_Stored data entries_:
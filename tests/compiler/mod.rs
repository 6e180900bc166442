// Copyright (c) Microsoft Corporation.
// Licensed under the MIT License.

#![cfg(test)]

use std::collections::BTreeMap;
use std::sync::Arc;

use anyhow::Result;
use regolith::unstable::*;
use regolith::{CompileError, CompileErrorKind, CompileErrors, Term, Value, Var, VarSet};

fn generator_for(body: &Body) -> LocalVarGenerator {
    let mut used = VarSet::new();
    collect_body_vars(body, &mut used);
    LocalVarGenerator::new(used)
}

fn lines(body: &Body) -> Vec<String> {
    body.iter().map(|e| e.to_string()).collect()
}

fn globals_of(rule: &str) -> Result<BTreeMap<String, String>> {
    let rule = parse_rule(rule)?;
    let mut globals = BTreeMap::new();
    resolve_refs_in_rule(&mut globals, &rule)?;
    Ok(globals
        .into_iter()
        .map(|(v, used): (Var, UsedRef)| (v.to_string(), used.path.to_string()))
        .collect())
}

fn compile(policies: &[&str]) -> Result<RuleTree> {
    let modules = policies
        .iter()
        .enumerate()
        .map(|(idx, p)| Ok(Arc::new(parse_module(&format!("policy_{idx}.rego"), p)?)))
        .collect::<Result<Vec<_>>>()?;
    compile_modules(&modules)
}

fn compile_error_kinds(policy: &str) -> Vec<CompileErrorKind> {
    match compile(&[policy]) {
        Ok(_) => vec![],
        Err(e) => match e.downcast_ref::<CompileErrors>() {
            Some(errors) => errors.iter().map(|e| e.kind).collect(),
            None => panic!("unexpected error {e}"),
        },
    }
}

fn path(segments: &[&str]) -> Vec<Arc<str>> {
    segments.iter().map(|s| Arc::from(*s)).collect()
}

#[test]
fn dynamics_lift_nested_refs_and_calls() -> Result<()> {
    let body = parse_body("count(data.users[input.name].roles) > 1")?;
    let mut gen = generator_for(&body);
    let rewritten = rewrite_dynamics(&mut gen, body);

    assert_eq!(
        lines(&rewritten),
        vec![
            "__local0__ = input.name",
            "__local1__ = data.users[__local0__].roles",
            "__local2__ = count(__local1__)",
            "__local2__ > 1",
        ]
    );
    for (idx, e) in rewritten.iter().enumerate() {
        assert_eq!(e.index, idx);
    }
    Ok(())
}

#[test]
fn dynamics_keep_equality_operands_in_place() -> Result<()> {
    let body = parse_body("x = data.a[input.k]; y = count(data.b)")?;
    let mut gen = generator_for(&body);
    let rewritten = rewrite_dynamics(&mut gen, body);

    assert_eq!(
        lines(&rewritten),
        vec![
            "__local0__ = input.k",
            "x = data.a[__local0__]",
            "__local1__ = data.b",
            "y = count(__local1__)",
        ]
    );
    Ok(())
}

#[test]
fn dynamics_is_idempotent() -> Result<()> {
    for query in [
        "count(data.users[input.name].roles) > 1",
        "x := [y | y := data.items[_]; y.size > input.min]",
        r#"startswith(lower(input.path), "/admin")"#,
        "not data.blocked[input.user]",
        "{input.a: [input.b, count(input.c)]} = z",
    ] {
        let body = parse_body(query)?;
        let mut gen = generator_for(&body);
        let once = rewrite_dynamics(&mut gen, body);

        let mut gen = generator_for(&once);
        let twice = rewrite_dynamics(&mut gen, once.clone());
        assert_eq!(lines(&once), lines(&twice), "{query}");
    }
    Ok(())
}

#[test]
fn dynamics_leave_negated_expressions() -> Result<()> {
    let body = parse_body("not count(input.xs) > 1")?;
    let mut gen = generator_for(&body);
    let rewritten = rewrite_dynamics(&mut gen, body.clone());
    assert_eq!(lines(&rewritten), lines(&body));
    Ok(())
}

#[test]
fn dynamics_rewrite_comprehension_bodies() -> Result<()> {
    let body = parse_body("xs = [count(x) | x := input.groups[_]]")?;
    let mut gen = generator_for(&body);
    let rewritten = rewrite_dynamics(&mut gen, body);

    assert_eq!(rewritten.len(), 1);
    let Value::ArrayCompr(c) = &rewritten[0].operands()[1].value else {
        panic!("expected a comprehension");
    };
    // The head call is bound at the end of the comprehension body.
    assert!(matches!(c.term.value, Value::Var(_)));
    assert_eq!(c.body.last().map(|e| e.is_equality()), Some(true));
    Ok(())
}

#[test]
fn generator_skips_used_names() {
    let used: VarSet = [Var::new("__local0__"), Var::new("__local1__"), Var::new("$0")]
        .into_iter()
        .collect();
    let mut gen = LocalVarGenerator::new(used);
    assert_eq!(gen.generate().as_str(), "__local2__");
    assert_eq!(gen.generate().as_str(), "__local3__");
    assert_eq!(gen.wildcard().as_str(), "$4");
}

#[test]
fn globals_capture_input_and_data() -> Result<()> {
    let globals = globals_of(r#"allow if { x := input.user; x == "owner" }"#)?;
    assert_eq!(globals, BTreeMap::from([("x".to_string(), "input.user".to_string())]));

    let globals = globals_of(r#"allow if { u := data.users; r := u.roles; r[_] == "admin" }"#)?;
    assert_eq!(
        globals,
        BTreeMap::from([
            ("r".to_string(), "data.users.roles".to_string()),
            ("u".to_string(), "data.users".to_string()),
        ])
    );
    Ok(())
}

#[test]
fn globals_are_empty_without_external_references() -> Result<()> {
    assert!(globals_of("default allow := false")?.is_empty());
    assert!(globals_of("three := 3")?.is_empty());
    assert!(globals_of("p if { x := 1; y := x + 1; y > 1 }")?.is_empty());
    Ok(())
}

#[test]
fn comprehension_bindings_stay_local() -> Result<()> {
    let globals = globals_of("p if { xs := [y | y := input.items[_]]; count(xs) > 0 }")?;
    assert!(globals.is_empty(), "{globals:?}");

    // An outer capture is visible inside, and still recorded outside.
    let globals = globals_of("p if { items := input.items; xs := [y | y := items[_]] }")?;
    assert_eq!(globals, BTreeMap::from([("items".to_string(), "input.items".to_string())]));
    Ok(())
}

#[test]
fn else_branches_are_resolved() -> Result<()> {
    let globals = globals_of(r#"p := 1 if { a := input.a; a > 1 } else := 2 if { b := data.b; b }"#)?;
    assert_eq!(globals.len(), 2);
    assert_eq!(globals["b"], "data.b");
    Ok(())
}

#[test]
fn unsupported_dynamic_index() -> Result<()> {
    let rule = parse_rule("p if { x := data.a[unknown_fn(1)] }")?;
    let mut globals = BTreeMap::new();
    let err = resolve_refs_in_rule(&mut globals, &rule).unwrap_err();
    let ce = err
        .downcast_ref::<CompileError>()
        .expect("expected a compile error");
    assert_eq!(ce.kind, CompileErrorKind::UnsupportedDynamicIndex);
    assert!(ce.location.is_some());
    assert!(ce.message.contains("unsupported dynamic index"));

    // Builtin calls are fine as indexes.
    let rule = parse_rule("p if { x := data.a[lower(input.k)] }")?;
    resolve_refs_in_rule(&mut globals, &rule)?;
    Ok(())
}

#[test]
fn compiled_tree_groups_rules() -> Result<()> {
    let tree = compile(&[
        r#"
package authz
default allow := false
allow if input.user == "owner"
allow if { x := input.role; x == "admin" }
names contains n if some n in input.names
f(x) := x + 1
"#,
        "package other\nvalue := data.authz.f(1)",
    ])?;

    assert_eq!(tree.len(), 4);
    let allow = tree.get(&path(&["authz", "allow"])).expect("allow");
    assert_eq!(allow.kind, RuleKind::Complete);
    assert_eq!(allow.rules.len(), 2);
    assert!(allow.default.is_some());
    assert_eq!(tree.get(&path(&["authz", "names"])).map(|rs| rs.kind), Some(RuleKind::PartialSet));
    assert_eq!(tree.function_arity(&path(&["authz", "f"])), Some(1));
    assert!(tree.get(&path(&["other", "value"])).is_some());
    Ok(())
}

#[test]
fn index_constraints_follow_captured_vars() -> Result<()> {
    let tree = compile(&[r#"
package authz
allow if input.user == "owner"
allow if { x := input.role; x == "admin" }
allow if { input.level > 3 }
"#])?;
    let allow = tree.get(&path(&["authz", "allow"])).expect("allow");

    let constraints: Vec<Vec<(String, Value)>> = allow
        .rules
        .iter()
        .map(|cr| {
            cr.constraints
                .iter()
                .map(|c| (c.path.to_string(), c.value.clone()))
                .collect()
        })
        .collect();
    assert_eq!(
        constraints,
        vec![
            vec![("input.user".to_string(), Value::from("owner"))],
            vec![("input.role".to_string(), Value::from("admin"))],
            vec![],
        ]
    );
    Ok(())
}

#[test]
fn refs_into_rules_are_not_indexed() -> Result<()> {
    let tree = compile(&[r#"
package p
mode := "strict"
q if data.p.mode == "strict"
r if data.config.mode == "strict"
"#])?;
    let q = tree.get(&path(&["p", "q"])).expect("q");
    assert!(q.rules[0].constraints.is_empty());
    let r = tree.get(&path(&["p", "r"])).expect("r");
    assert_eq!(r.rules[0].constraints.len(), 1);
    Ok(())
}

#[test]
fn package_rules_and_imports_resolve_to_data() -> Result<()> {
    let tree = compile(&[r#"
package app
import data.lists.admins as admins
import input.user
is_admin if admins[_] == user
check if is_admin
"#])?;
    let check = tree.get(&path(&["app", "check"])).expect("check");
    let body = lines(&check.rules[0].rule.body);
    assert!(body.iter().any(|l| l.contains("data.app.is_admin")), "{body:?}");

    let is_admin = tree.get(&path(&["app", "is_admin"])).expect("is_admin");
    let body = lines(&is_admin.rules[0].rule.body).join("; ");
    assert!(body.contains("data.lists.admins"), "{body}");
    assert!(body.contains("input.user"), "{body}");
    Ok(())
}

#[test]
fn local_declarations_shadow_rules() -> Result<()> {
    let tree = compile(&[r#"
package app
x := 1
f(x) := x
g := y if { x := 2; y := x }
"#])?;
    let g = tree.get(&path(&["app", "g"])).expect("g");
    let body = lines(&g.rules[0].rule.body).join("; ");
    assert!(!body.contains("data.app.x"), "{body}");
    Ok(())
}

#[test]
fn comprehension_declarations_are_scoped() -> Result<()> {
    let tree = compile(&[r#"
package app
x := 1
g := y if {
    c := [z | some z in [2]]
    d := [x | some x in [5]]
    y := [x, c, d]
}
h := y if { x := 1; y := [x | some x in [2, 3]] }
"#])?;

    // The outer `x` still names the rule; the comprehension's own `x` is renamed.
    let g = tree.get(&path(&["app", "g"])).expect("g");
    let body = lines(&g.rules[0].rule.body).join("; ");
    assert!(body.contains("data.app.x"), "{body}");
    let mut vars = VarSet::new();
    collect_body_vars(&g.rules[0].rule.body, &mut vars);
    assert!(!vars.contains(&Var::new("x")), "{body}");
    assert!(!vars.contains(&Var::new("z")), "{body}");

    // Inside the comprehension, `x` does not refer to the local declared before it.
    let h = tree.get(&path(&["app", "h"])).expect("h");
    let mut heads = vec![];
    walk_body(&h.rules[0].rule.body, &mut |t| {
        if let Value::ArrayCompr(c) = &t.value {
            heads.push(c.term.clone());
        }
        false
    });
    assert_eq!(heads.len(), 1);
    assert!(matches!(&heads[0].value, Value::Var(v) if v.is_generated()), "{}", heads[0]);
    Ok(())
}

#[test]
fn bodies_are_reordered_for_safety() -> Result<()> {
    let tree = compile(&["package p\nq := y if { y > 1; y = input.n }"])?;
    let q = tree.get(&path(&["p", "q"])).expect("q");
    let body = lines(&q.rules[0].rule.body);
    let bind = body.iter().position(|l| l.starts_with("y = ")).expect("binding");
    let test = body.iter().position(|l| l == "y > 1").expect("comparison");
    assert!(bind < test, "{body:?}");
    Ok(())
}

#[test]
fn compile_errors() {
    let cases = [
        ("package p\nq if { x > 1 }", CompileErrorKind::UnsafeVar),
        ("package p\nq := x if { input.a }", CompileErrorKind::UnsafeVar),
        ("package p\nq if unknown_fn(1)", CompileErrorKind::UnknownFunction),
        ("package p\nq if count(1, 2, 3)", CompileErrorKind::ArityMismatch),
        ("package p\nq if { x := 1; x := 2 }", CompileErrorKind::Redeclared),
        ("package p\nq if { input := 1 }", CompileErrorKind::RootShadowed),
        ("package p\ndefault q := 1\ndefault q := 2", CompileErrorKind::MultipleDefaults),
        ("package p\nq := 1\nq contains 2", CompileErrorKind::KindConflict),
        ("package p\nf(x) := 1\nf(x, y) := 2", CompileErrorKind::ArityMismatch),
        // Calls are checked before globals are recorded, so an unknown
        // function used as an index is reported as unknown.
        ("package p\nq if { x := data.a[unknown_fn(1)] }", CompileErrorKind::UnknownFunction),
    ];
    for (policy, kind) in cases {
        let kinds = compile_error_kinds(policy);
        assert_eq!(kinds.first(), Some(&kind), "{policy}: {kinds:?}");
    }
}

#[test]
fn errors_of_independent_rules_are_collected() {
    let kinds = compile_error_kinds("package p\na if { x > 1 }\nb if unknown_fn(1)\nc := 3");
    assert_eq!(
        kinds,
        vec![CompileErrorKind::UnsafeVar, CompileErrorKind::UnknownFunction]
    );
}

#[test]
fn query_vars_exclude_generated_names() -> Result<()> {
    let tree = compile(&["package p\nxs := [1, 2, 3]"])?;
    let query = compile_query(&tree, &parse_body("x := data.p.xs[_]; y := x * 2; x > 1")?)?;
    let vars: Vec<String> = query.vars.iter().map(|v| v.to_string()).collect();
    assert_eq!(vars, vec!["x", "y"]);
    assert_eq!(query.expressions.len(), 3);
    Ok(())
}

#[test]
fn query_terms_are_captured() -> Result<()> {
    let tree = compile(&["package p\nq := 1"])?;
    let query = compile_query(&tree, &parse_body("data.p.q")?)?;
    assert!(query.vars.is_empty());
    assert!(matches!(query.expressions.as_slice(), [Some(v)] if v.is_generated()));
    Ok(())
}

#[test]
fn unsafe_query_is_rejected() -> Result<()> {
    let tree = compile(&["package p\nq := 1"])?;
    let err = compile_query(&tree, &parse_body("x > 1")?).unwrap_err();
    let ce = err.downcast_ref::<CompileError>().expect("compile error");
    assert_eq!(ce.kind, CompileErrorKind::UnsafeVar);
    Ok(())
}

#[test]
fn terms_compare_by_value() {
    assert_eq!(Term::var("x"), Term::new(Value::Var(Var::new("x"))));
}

_Task statement_:
If a line of the data above holds the string "VarSet", count it, then give only the final number.

_Solution for this problem_:
4